Work required: Quote the listing below word for word, stopping after the line that contains "use tracing::debug;".

Available records:
= = = =

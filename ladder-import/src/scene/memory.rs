//! In-memory scene

use super::mesh_ops::TriMesh;
use super::stl::read_stl;
use super::{CollectionId, ObjectId, ObjectKind, OriginTarget, Scene, SceneError, SceneResult};
use nalgebra::{Matrix3, Point3, Vector3};
use std::collections::BTreeMap;
use std::path::Path;
use tracing::debug;

/// Object stored in a [`MemoryScene`]
#[derive(Debug, Clone)]
pub struct SceneObject {
    pub name: String,
    /// Name of the mesh datablock (meaningful for meshes only)
    pub data_name: String,
    pub kind: ObjectKind,
    pub mesh: Option<TriMesh>,
    pub location: Point3<f64>,
    pub rotation: Matrix3<f64>,
    pub scale: Vector3<f64>,
    pub smooth: bool,
    pub selected: bool,
}

impl SceneObject {
    /// Linear part of the object's transform
    pub fn basis(&self) -> Matrix3<f64> {
        self.rotation * Matrix3::from_diagonal(&self.scale)
    }

    /// Mesh vertices in world space
    pub fn world_vertices(&self) -> Vec<Point3<f64>> {
        let basis = self.basis();
        self.mesh
            .iter()
            .flat_map(|m| m.vertices.iter())
            .map(|v| self.location + basis * v.coords)
            .collect()
    }
}

#[derive(Debug, Clone)]
struct Collection {
    name: String,
    objects: Vec<ObjectId>,
}

/// Scene kept entirely in memory
///
/// Object ids increase monotonically, so iteration order is creation order.
/// Objects not linked to any collection live in the scene root.
#[derive(Debug, Default)]
pub struct MemoryScene {
    objects: BTreeMap<ObjectId, SceneObject>,
    collections: BTreeMap<CollectionId, Collection>,
    next_id: u64,
    cursor: Point3<f64>,
    camera_view: bool,
    status: Option<String>,
    frame_requests: usize,
}

impl MemoryScene {
    pub fn new() -> Self {
        Self::default()
    }

    fn allocate_id(&mut self) -> u64 {
        self.next_id += 1;
        self.next_id
    }

    /// Add a mesh object to the scene root
    pub fn add_mesh(&mut self, name: &str, mesh: TriMesh) -> ObjectId {
        self.add_object(name, ObjectKind::Mesh, Some(mesh))
    }

    /// Add a non-mesh object (e.g. an empty) to the scene root
    pub fn add_empty(&mut self, name: &str) -> ObjectId {
        self.add_object(name, ObjectKind::Empty, None)
    }

    fn add_object(&mut self, name: &str, kind: ObjectKind, mesh: Option<TriMesh>) -> ObjectId {
        let id = ObjectId(self.allocate_id());
        let object_name = self.unique_object_name(name, None);
        let data_name = self.unique_data_name(name, None);
        self.objects.insert(
            id,
            SceneObject {
                name: object_name,
                data_name,
                kind,
                mesh,
                location: Point3::origin(),
                rotation: Matrix3::identity(),
                scale: Vector3::repeat(1.0),
                smooth: false,
                selected: false,
            },
        );
        id
    }

    pub fn object(&self, id: ObjectId) -> Option<&SceneObject> {
        self.objects.get(&id)
    }

    pub fn object_mut(&mut self, id: ObjectId) -> Option<&mut SceneObject> {
        self.objects.get_mut(&id)
    }

    /// Remove an object and unlink it everywhere
    pub fn remove_object(&mut self, id: ObjectId) -> SceneResult<()> {
        self.objects.remove(&id).ok_or(SceneError::UnknownObject(id))?;
        for collection in self.collections.values_mut() {
            collection.objects.retain(|o| *o != id);
        }
        Ok(())
    }

    pub fn collections(&self) -> Vec<CollectionId> {
        self.collections.keys().copied().collect()
    }

    /// Collection holding the object, `None` for the scene root
    pub fn object_collection(&self, id: ObjectId) -> Option<CollectionId> {
        self.collections
            .iter()
            .find(|(_, c)| c.objects.contains(&id))
            .map(|(cid, _)| *cid)
    }

    pub fn selected(&self) -> Vec<ObjectId> {
        self.objects
            .iter()
            .filter(|(_, o)| o.selected)
            .map(|(id, _)| *id)
            .collect()
    }

    pub fn set_camera_view(&mut self, camera_view: bool) {
        self.camera_view = camera_view;
    }

    pub fn status_text(&self) -> Option<&str> {
        self.status.as_deref()
    }

    /// Number of times the view was framed
    pub fn frame_requests(&self) -> usize {
        self.frame_requests
    }

    /// Write every mesh object to a Wavefront OBJ file
    pub fn export_obj(&self, path: &Path) -> SceneResult<()> {
        std::fs::write(path, super::obj::to_obj(self))?;
        Ok(())
    }

    /// Objects with their collection name, in creation order
    pub(crate) fn objects_with_collections(&self) -> Vec<(&SceneObject, Option<&str>)> {
        self.objects
            .iter()
            .map(|(id, object)| {
                let collection = self
                    .object_collection(*id)
                    .and_then(|cid| self.collections.get(&cid))
                    .map(|c| c.name.as_str());
                (object, collection)
            })
            .collect()
    }

    fn unique_object_name(&self, base: &str, exclude: Option<ObjectId>) -> String {
        unique_name(base, |candidate| {
            self.objects
                .iter()
                .any(|(id, o)| Some(*id) != exclude && o.name == candidate)
        })
    }

    fn unique_data_name(&self, base: &str, exclude: Option<ObjectId>) -> String {
        unique_name(base, |candidate| {
            self.objects
                .iter()
                .any(|(id, o)| Some(*id) != exclude && o.mesh.is_some() && o.data_name == candidate)
        })
    }

    fn get(&self, id: ObjectId) -> SceneResult<&SceneObject> {
        self.objects.get(&id).ok_or(SceneError::UnknownObject(id))
    }

    fn get_mut(&mut self, id: ObjectId) -> SceneResult<&mut SceneObject> {
        self.objects.get_mut(&id).ok_or(SceneError::UnknownObject(id))
    }

    fn mesh_object_mut(&mut self, id: ObjectId) -> SceneResult<(&mut SceneObject, TriMesh)> {
        let object = self.get_mut(id)?;
        let mesh = object.mesh.take().ok_or(SceneError::NotAMesh(id))?;
        Ok((object, mesh))
    }
}

/// `base`, or `base.001`, `base.002`, ... until one is free
fn unique_name(base: &str, taken: impl Fn(&str) -> bool) -> String {
    if !taken(base) {
        return base.to_string();
    }
    (1..)
        .map(|n| format!("{}.{:03}", base, n))
        .find(|candidate| !taken(candidate))
        .unwrap_or_else(|| base.to_string())
}

impl Scene for MemoryScene {
    fn objects(&self) -> Vec<ObjectId> {
        self.objects.keys().copied().collect()
    }

    fn contains(&self, id: ObjectId) -> bool {
        self.objects.contains_key(&id)
    }

    fn object_kind(&self, id: ObjectId) -> Option<ObjectKind> {
        self.objects.get(&id).map(|o| o.kind)
    }

    fn object_name(&self, id: ObjectId) -> Option<String> {
        self.objects.get(&id).map(|o| o.name.clone())
    }

    fn import_stl(&mut self, path: &Path, scale: f64) -> SceneResult<()> {
        let solids = read_stl(path)?;
        let stem = path
            .file_stem()
            .map(|s| s.to_string_lossy().into_owned())
            .unwrap_or_else(|| "Mesh".to_string());

        for object in self.objects.values_mut() {
            object.selected = false;
        }

        let mut created = 0;
        for solid in solids.into_iter().filter(|s| !s.mesh.is_empty()) {
            let name = if solid.name.trim().is_empty() {
                stem.clone()
            } else {
                solid.name.trim().to_string()
            };
            let id = self.add_mesh(&name, solid.mesh);
            let object = self.get_mut(id)?;
            object.scale = Vector3::repeat(scale);
            object.selected = true;
            created += 1;
        }

        debug!("Imported {} object(s) from {}", created, path.display());
        Ok(())
    }

    fn rename(&mut self, id: ObjectId, name: &str) -> SceneResult<String> {
        self.get(id)?;
        let object_name = self.unique_object_name(name, Some(id));
        let data_name = self.unique_data_name(name, Some(id));
        let object = self.get_mut(id)?;
        object.name = object_name.clone();
        if object.mesh.is_some() {
            object.data_name = data_name;
        }
        Ok(object_name)
    }

    fn new_collection(&mut self, name: &str) -> CollectionId {
        let name = unique_name(name, |candidate| {
            self.collections.values().any(|c| c.name == candidate)
        });
        let id = CollectionId(self.allocate_id());
        self.collections.insert(
            id,
            Collection {
                name,
                objects: Vec::new(),
            },
        );
        id
    }

    fn remove_collection(&mut self, id: CollectionId) -> SceneResult<()> {
        let collection = self
            .collections
            .remove(&id)
            .ok_or(SceneError::UnknownCollection(id))?;
        // Orphaned objects fall back to the scene root
        debug!(
            "Removed collection {} ({} object(s) moved to root)",
            collection.name,
            collection.objects.len()
        );
        Ok(())
    }

    fn collection_name(&self, id: CollectionId) -> Option<String> {
        self.collections.get(&id).map(|c| c.name.clone())
    }

    fn collection_len(&self, id: CollectionId) -> SceneResult<usize> {
        self.collections
            .get(&id)
            .map(|c| c.objects.len())
            .ok_or(SceneError::UnknownCollection(id))
    }

    fn move_to_collection(&mut self, id: ObjectId, collection: CollectionId) -> SceneResult<()> {
        self.get(id)?;
        if !self.collections.contains_key(&collection) {
            return Err(SceneError::UnknownCollection(collection));
        }
        for c in self.collections.values_mut() {
            c.objects.retain(|o| *o != id);
        }
        if let Some(target) = self.collections.get_mut(&collection) {
            target.objects.push(id);
        }
        Ok(())
    }

    fn shade_smooth(&mut self, id: ObjectId) -> SceneResult<()> {
        let object = self.get_mut(id)?;
        if object.mesh.is_none() {
            return Err(SceneError::NotAMesh(id));
        }
        object.smooth = true;
        Ok(())
    }

    fn merge_by_distance(&mut self, id: ObjectId, threshold: f64) -> SceneResult<usize> {
        let (object, mut mesh) = self.mesh_object_mut(id)?;
        let removed = mesh.merge_by_distance(threshold);
        object.mesh = Some(mesh);
        Ok(removed)
    }

    fn recalculate_normals(&mut self, id: ObjectId) -> SceneResult<()> {
        let (object, mut mesh) = self.mesh_object_mut(id)?;
        mesh.recalculate_normals();
        object.mesh = Some(mesh);
        Ok(())
    }

    fn apply_transform(&mut self, id: ObjectId, rotation: bool, scale: bool) -> SceneResult<()> {
        let (object, mut mesh) = self.mesh_object_mut(id)?;

        let old_basis = object.basis();
        let new_rotation = if rotation { Matrix3::identity() } else { object.rotation };
        let new_scale = if scale { Vector3::repeat(1.0) } else { object.scale };
        let new_basis = new_rotation * Matrix3::from_diagonal(&new_scale);

        match new_basis.try_inverse() {
            Some(inverse) => {
                mesh.transform(&(inverse * old_basis));
                object.rotation = new_rotation;
                object.scale = new_scale;
            }
            None => debug!("Transform of {} left unapplied: singular basis", object.name),
        }
        object.mesh = Some(mesh);
        Ok(())
    }

    fn set_origin(&mut self, id: ObjectId, target: OriginTarget) -> SceneResult<()> {
        let cursor = self.cursor;
        let (object, mut mesh) = self.mesh_object_mut(id)?;
        let basis = object.basis();

        let local_target = match target {
            OriginTarget::GeometryMedian => mesh.median(),
            OriginTarget::BoundsCenter => mesh.bounds_center(),
            OriginTarget::Cursor => basis
                .try_inverse()
                .map(|inv| Point3::from(inv * (cursor - object.location))),
        };

        if let Some(local) = local_target {
            mesh.translate(&-local.coords);
            object.location += basis * local.coords;
        }
        object.mesh = Some(mesh);
        Ok(())
    }

    fn cursor_location(&self) -> Point3<f64> {
        self.cursor
    }

    fn set_cursor_location(&mut self, location: Point3<f64>) {
        self.cursor = location;
    }

    fn select_only(&mut self, ids: &[ObjectId]) {
        for (id, object) in self.objects.iter_mut() {
            object.selected = ids.contains(id);
        }
    }

    fn in_camera_view(&self) -> bool {
        self.camera_view
    }

    fn frame_selected(&mut self) {
        self.frame_requests += 1;
    }

    fn set_status_text(&mut self, text: Option<&str>) {
        self.status = text.map(str::to_string);
    }
}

= = = =

Output for this exercise:
filename ladder-import/src/scene/memory.rs
//! In-memory scene

use super::mesh_ops::TriMesh;
use super::stl::read_stl;
use super::{CollectionId, ObjectId, ObjectKind, OriginTarget, Scene, SceneError, SceneResult};
use nalgebra::{Matrix3, Point3, Vector3};
use std::collections::BTreeMap;
use std::path::Path;
use tracing::debug;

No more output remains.